TO ASSEMBLE THE TART

1 Remove the pastry from the fridge, carefully drape it over the top of the pears, and tuck the pastry around the edges of the pan. Bake the tart for 20 to 25 minutes, or until the dough is golden brown and crispy.

2 Let the tart cool for 10 to 15 minutes, then place a serving platter upside down on top of the pastry and CAREFULLY flip the platter and pan over, letting the tart fall gently out of the pan.

3 Place the remaining heavy cream in a medium bowl and, using an electric mixer or a whisk and good old-fashioned elbow grease, whisk the heavy cream to soft peaks. Slice the tart and serve garnished with the whipped cream.

What a pear!

DON’T FEAR THE CARAMEL!

Making caramel can be a little scary but once you get the hang of it, it’s fun. Start by putting sugar in a large saucepan and giving yourself a couple of insurance policies—some acid, like lemon juice, and some water. These two ingredients help the caramel cook without recrystallizing or burning super-quickly.

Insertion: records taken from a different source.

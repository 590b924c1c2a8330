//! Coarse physical zone from the last octet of an address
//!
//! Purely a display heuristic: many sites hand out camera addresses by
//! area, so the host number hints at where the device hangs.

use std::fmt;

use serde::{Deserialize, Serialize};

use super::address::parse_ipv4;

#[derive(Debug, Clone, Copy, PartialEq, Eq, Hash, PartialOrd, Ord, Serialize, Deserialize)]
pub enum LocationZone {
    Infrastructure,
    OfficeArea,
    CommonAreas,
    Perimeter,
    RemoteAreas,
    Unknown,
}

impl LocationZone {
    pub fn label(&self) -> &'static str {
        match self {
            LocationZone::Infrastructure => "Infrastructure/Server Room",
            LocationZone::OfficeArea => "Office Area",
            LocationZone::CommonAreas => "Common Areas",
            LocationZone::Perimeter => "Perimeter",
            LocationZone::RemoteAreas => "Remote Areas",
            LocationZone::Unknown => "Unknown",
        }
    }

    /// Zone for a host octet. 0 and 255 are network/broadcast and map to Unknown.
    pub fn from_host_octet(octet: u8) -> Self {
        match octet {
            1..=50 => LocationZone::Infrastructure,
            51..=100 => LocationZone::OfficeArea,
            101..=150 => LocationZone::CommonAreas,
            151..=200 => LocationZone::Perimeter,
            201..=254 => LocationZone::RemoteAreas,
            _ => LocationZone::Unknown,
        }
    }
}

impl fmt::Display for LocationZone {
    fn fmt(&self, f: &mut fmt::Formatter<'_>) -> fmt::Result {
        f.pad(self.label())
    }
}

pub fn estimate_camera_location(ip: &str) -> LocationZone {
    match parse_ipv4(ip) {
        Some(addr) => LocationZone::from_host_octet(addr.octets()[3]),
        None => LocationZone::Unknown,
    }
}
//! Target parsing: single addresses, IPv4 CIDR blocks and hostnames

use std::collections::HashSet;
use std::net::{IpAddr, Ipv4Addr, ToSocketAddrs};
use std::str::FromStr;

use ipnetwork::Ipv4Network;

use crate::{Result, ScanError};

/// Type of target being scanned
#[derive(Debug, Clone, PartialEq)]
pub enum TargetType {
    SingleIp,
    Ipv4Cidr,
    Hostname,
}

/// Represents a parsed target with its type and addresses
#[derive(Debug, Clone)]
pub struct ParsedTarget {
    pub original: String,
    pub target_type: TargetType,
    pub addresses: Vec<IpAddr>,
}

/// Target parser with CIDR support
pub struct TargetParser {
    max_hosts: usize,
    resolve_hostnames: bool,
}

impl Default for TargetParser {
    fn default() -> Self {
        Self {
            max_hosts: 65_536,
            resolve_hostnames: true,
        }
    }
}

impl TargetParser {
    pub fn new(max_hosts: usize, resolve_hostnames: bool) -> Self {
        Self {
            max_hosts,
            resolve_hostnames,
        }
    }

    /// Parse a target string into a ParsedTarget
    pub fn parse_target(&self, target: &str) -> Result<ParsedTarget> {
        let target = target.trim();

        if target.is_empty() {
            return Err(ScanError::InvalidTarget("Target cannot be empty".to_string()));
        }

        if target.contains('/') {
            return self.parse_ipv4_cidr(target);
        }

        if let Ok(ip) = IpAddr::from_str(target) {
            return Ok(ParsedTarget {
                original: target.to_string(),
                target_type: TargetType::SingleIp,
                addresses: vec![ip],
            });
        }

        if self.resolve_hostnames {
            return self.resolve_hostname(target);
        }

        Err(ScanError::InvalidTarget(format!("Invalid target format: {}", target)))
    }

    /// Parse IPv4 CIDR notation. Host bits in the address are ignored.
    fn parse_ipv4_cidr(&self, target: &str) -> Result<ParsedTarget> {
        let (addr, prefix) = target
            .split_once('/')
            .ok_or_else(|| ScanError::InvalidTarget(format!("Invalid CIDR format: {}", target)))?;

        let network_addr = Ipv4Addr::from_str(addr)
            .map_err(|e| ScanError::InvalidTarget(format!("Invalid IPv4 address in CIDR '{}': {}", target, e)))?;
        let prefix_length: u8 = prefix
            .parse()
            .map_err(|e| ScanError::InvalidTarget(format!("Invalid prefix length '{}': {}", prefix, e)))?;

        if prefix_length > 32 {
            return Err(ScanError::InvalidTarget(
                "IPv4 prefix length cannot exceed 32".to_string(),
            ));
        }

        let network = Ipv4Network::new(network_addr, prefix_length)
            .and_then(|block| Ipv4Network::new(block.network(), prefix_length))
            .map_err(|e| ScanError::InvalidTarget(format!("Invalid CIDR '{}': {}", target, e)))?;

        let addresses = self.expand_ipv4_cidr(network)?;
        log::info!("CIDR {} expanded to {} hosts", target, addresses.len());

        Ok(ParsedTarget {
            original: target.to_string(),
            target_type: TargetType::Ipv4Cidr,
            addresses,
        })
    }

    /// Expand a CIDR block, skipping network and broadcast for prefixes below /31
    fn expand_ipv4_cidr(&self, network: Ipv4Network) -> Result<Vec<IpAddr>> {
        let block_size = u64::from(network.size());

        if block_size > self.max_hosts as u64 {
            return Err(ScanError::InvalidTarget(format!(
                "CIDR network too large: {} addresses (max: {})",
                block_size, self.max_hosts
            )));
        }

        let skip_edges = network.prefix() < 31;
        let (network_addr, broadcast) = (network.network(), network.broadcast());

        Ok(network
            .iter()
            .filter(|addr| !skip_edges || (*addr != network_addr && *addr != broadcast))
            .map(IpAddr::V4)
            .collect())
    }

    /// Resolve hostname to IP addresses
    fn resolve_hostname(&self, hostname: &str) -> Result<ParsedTarget> {
        let socket_addrs = format!("{}:80", hostname)
            .to_socket_addrs()
            .map_err(|e| ScanError::InvalidTarget(format!("Failed to resolve {}: {}", hostname, e)))?;

        let mut seen = HashSet::new();
        let addresses: Vec<IpAddr> = socket_addrs
            .map(|addr| addr.ip())
            .filter(|ip| seen.insert(*ip))
            .collect();

        if addresses.is_empty() {
            return Err(ScanError::InvalidTarget(format!(
                "No addresses resolved for hostname {}",
                hostname
            )));
        }

        Ok(ParsedTarget {
            original: hostname.to_string(),
            target_type: TargetType::Hostname,
            addresses,
        })
    }
}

Then bring the pan to medium-high heat and let it rip. When you see the sugar start to turn a shade of amber, don’t walk away—things can go south very quickly and if the sugar burns, there’s no recovery. Once the sugar is one shade past amber and heading toward brown, pour in the heavy cream, reduce the heat to low, and stand back—the mixture will bubble up like crazy. This is why it’s really important to use a large saucepan—you don’t want it to overflow when you add the cream and the mixture bubbles up. This stuff is molten!!! It can cause a really severe burn if you’re not careful.

Once the bubbles calm down, swirl in the butter a couple pats at a time. Be sure not to add more until each addition is melted. You’ve made caramel!

Macedonia (My Super-Special Fruit Cocktail)

SERVES: 6 TO 8 • TIME: ABOUT 1¼ HOURS

It’s pronounced MACH-a-donia and you can use any kind of fruit you want here—whatever you have in the house, or what looks best at the farmers’ market. The fruits that I suggest in this recipe are ones that I love, but have fun coming up with your own signature mix. The key to this recipe is to keep it REALLY cold so it’s totally refreshing and palate cleansing.

MISE EN PLACE

2 cups sugar

Zest of 1 lemon, removed in large strips with a peeler

4 cups assorted summer fruit (any combo of the following: peaches, nectarines, plums, cantaloupe, honeydew, watermelon, strawberries, raspberries, blueberries, or any other firm-fleshed fruit you like), cut into bite-size pieces

8 fresh mint leaves, cut into a chiffonade just before serving

1 pint lemon sorbet


1 In a medium saucepan, combine the sugar with 2 cups water and the lemon zest. Bring to a boil (BTB), then turn off the heat and let cool. (You have made simple syrup!) When the syrup is cool, remove the lemon zest.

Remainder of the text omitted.